Improved Directional State Transition Tensors for Accurate Aerocapture Performance Analysis
Grace E. Calkins, Jay W. McMahon, David C. Woffinden
TL;DR
The paper addresses the challenge of nonconservative, highly nonlinear aerocapture dynamics by extending state transition tensors (STTs) to directional state transition tensors (DSTTs) that operate in reduced latent spaces. It introduces augmented higher-order Cauchy Green tensors (HOCGTs) and their selective (sCGT) and QoI-based (qCGT) variants to identify dynamically sensitive directions for perturbation propagation and quantity-of-interest tracking.
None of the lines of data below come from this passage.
//! Seeded train/test partitioning

use crate::error::{ExoSeekerError, Result};
use rand::seq::SliceRandom;
use rand::SeedableRng;
use rand_chacha::ChaCha8Rng;

/// Row indices of the two partitions
#[derive(Debug, Clone, PartialEq, Eq)]
pub struct TrainTestSplit {
    pub train_indices: Vec<usize>,
    pub test_indices: Vec<usize>,
}

/// Partition `0..n_samples` into train and test index sets.
///
/// `n_train = floor(train_fraction * n_samples)`, the rest go to test.
pub fn train_test_split(
    n_samples: usize,
    train_fraction: f64,
    shuffle: bool,
    random_state: u64,
) -> Result<TrainTestSplit> {
    // The epsilon keeps e.g. 0.7 * 10 from flooring to 6
    let n_train = (train_fraction * n_samples as f64 + 1e-9).floor() as usize;
    let n_test = n_samples.saturating_sub(n_train);

    if n_train == 0 || n_test == 0 {
        return Err(ExoSeekerError::EmptyDataset(format!(
            "{} rows cannot be split into non-empty train ({}) and test ({}) partitions",
            n_samples, n_train, n_test
        )));
    }

    let mut indices: Vec<usize> = (0..n_samples).collect();
    if shuffle {
        let mut rng = ChaCha8Rng::seed_from_u64(random_state);
        indices.shuffle(&mut rng);
    }

    let test_indices = indices.split_off(n_train);
    Ok(TrainTestSplit {
        train_indices: indices,
        test_indices,
    })
}
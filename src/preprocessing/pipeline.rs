//! Catalog preprocessing pipeline
//!
//! Turns a raw KOI table into scaled feature matrices. Training mode
//! validates the schema, drops `FALSE POSITIVE` rows, imputes, prunes the
//! non-feature columns, splits and scales. Inference mode runs the same
//! cleaning without the label handling and the split.

use super::{
    config::PreprocessingConfig,
    imputer::{ImputeStrategy, Imputer},
    scaler::StandardScaler,
    split::train_test_split,
};
use crate::error::{ExoSeekerError, Result};
use crate::schema::{self, Disposition, DELIVERY_NAME_COLUMN, LABEL_COLUMN};
use ndarray::{Array2, Axis};
use polars::prelude::*;
use std::time::Instant;
use tracing::{debug, info};

/// How the inference batch is scaled
#[derive(Debug, Clone, PartialEq)]
pub enum InferenceScaling {
    /// Fit a fresh scaler on the batch itself
    Refit,
    /// Reuse the scaler fitted during training
    Fitted(StandardScaler),
}

/// Pipeline mode
#[derive(Debug, Clone, PartialEq)]
pub enum Mode {
    Train,
    Infer(InferenceScaling),
}

/// Output of training-mode preprocessing
#[derive(Debug, Clone)]
pub struct PreparedTrainingData {
    pub train_features: Array2<f64>,
    pub test_features: Array2<f64>,
    pub train_labels: Vec<Disposition>,
    pub test_labels: Vec<Disposition>,
    pub feature_names: Vec<String>,
    pub scaler: StandardScaler,
}

/// Output of inference-mode preprocessing
#[derive(Debug, Clone)]
pub struct PreparedInferenceData {
    pub features: Array2<f64>,
    pub feature_names: Vec<String>,
    pub scaler: StandardScaler,
}

/// A labeled table scaled with an existing scaler, no split
#[derive(Debug, Clone)]
pub struct PreparedLabeledData {
    pub features: Array2<f64>,
    pub labels: Vec<Disposition>,
    pub feature_names: Vec<String>,
}

/// Result of [`Preprocessor::prepare`]
#[derive(Debug, Clone)]
pub enum PreparedData {
    Training(PreparedTrainingData),
    Inference(PreparedInferenceData),
}

/// Cleaned table before splitting and scaling
struct CleanTable {
    features: Array2<f64>,
    labels: Option<Vec<Disposition>>,
    feature_names: Vec<String>,
}

/// Preprocessing pipeline for KOI tables
#[derive(Debug, Clone, Default)]
pub struct Preprocessor {
    config: PreprocessingConfig,
}

impl Preprocessor {
    pub fn new(config: PreprocessingConfig) -> Self {
        Self { config }
    }

    pub fn config(&self) -> &PreprocessingConfig {
        &self.config
    }

    /// Run the pipeline in the given mode
    pub fn prepare(&self, df: &DataFrame, mode: Mode) -> Result<PreparedData> {
        match mode {
            Mode::Train => self.prepare_training(df).map(PreparedData::Training),
            Mode::Infer(scaling) => self
                .prepare_inference(df, &scaling)
                .map(PreparedData::Inference),
        }
    }

    /// Clean, split and scale a labeled table
    pub fn prepare_training(&self, df: &DataFrame) -> Result<PreparedTrainingData> {
        self.config.validate()?;
        let start = Instant::now();

        let clean = self.clean(df, true, None)?;
        let labels = clean.labels.unwrap_or_default();
        let n_rows = clean.features.nrows();

        let split = train_test_split(
            n_rows,
            self.config.train_fraction,
            self.config.shuffle,
            self.config.random_state,
        )?;

        let train_raw = clean.features.select(Axis(0), &split.train_indices);
        let test_raw = clean.features.select(Axis(0), &split.test_indices);
        let train_labels: Vec<Disposition> =
            split.train_indices.iter().map(|&i| labels[i]).collect();
        let test_labels: Vec<Disposition> =
            split.test_indices.iter().map(|&i| labels[i]).collect();

        // Statistics come from the training partition only
        let mut scaler = StandardScaler::new();
        let train_features = scaler.fit_transform(&train_raw, &clean.feature_names)?;
        let test_features = scaler.transform(&test_raw)?;

        info!(
            rows = n_rows,
            n_train = train_labels.len(),
            n_test = test_labels.len(),
            n_features = clean.feature_names.len(),
            elapsed_ms = start.elapsed().as_millis() as u64,
            "Prepared training data"
        );

        Ok(PreparedTrainingData {
            train_features,
            test_features,
            train_labels,
            test_labels,
            feature_names: clean.feature_names,
            scaler,
        })
    }

    /// Clean and scale an unlabeled table
    pub fn prepare_inference(
        &self,
        df: &DataFrame,
        scaling: &InferenceScaling,
    ) -> Result<PreparedInferenceData> {
        let start = Instant::now();

        let (clean, scaler) = match scaling {
            InferenceScaling::Refit => {
                let clean = self.clean(df, false, None)?;
                let mut scaler = StandardScaler::new();
                scaler.fit(&clean.features, &clean.feature_names)?;
                (clean, scaler)
            }
            InferenceScaling::Fitted(scaler) => {
                let order = scaler.feature_names();
                (self.clean(df, false, Some(&order))?, scaler.clone())
            }
        };

        let features = scaler.transform(&clean.features)?;

        info!(
            rows = features.nrows(),
            n_features = clean.feature_names.len(),
            refit = matches!(scaling, InferenceScaling::Refit),
            elapsed_ms = start.elapsed().as_millis() as u64,
            "Prepared inference data"
        );

        Ok(PreparedInferenceData {
            features,
            feature_names: clean.feature_names,
            scaler,
        })
    }

    /// Clean a labeled table without splitting and scale it with `scaler`
    pub fn prepare_labeled(
        &self,
        df: &DataFrame,
        scaler: &StandardScaler,
    ) -> Result<PreparedLabeledData> {
        let order = scaler.feature_names();
        let clean = self.clean(df, true, Some(&order))?;
        let features = scaler.transform(&clean.features)?;

        Ok(PreparedLabeledData {
            features,
            labels: clean.labels.unwrap_or_default(),
            feature_names: clean.feature_names,
        })
    }

    fn clean(
        &self,
        df: &DataFrame,
        labeled: bool,
        feature_order: Option<&[String]>,
    ) -> Result<CleanTable> {
        validate_schema(df, labeled)?;

        let (df, labels) = if labeled {
            let (filtered, labels) = filter_false_positives(df)?;
            (filtered, Some(labels))
        } else {
            if df.height() == 0 {
                return Err(ExoSeekerError::EmptyDataset(
                    "input table has no rows".to_string(),
                ));
            }
            (df.clone(), None)
        };

        let mut mode_imputer = Imputer::new(ImputeStrategy::MostFrequent);
        let df = mode_imputer.fit_transform(&df, &[DELIVERY_NAME_COLUMN.to_string()])?;
        debug!(fill = ?mode_imputer.string_fill(DELIVERY_NAME_COLUMN), "Filled delivery name");

        let feature_names = select_feature_columns(&df, feature_order)?;
        let df = cast_empty_columns(df, &feature_names)?;
        check_numeric(&df, &feature_names)?;

        let mut mean_imputer = Imputer::new(ImputeStrategy::Mean);
        let df = mean_imputer.fit_transform(&df, &feature_names)?;

        // Identifier, auxiliary, delivery name and label columns fall away here
        let features = to_feature_matrix(&df, &feature_names)?;

        Ok(CleanTable {
            features,
            labels,
            feature_names,
        })
    }
}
Results show that DSTTs constructed along these dynamics-informed directions achieve lower approximation errors and improved propagation accuracy, particularly near peak dynamic pressure, compared with traditional DSTTs and higher-dimensional representations. The approach enables robust, onboard-capable uncertainty propagation for aerocapture guidance and navigation, with potential extensions to complex QoIs and non-Gaussian state distributions.
Abstract
Aerocapture is a unique challenge for semi-analytical propagation because its nonconservative dynamics lead to force magnitudes that vary substantially across the trajectory. State transition tensors (STTs), higher-order Taylor series expansions of the solution flow, have been widely used as a computationally efficient semi-analytical propagation method for orbital scenarios, but have not previously been applied to aerocapture. However, obtaining the higher-order STTs requires integrating exponentially more equations. Directional state transition tensors (DSTTs) mitigate this cost by projecting the state into a reduced-dimension basis. This work develops novel dynamics analysis techniques to identify effective bases for this reduction, including augmented higher-order Cauchy Green tensors tailored to quantities of interest such as apoapsis radius. Results show that DSTTs constructed along these bases significantly reduce computational cost while maintaining accuracy in apoapsis and energy prediction. In particular, certain of these DSTTs outperform traditional DSTTs in nonlinear perturbation propagation for key state subsets and quantities of interest. These results establish STTs and DSTTs as practical tools for aerocapture performance analysis to enable robust guidance and navigation.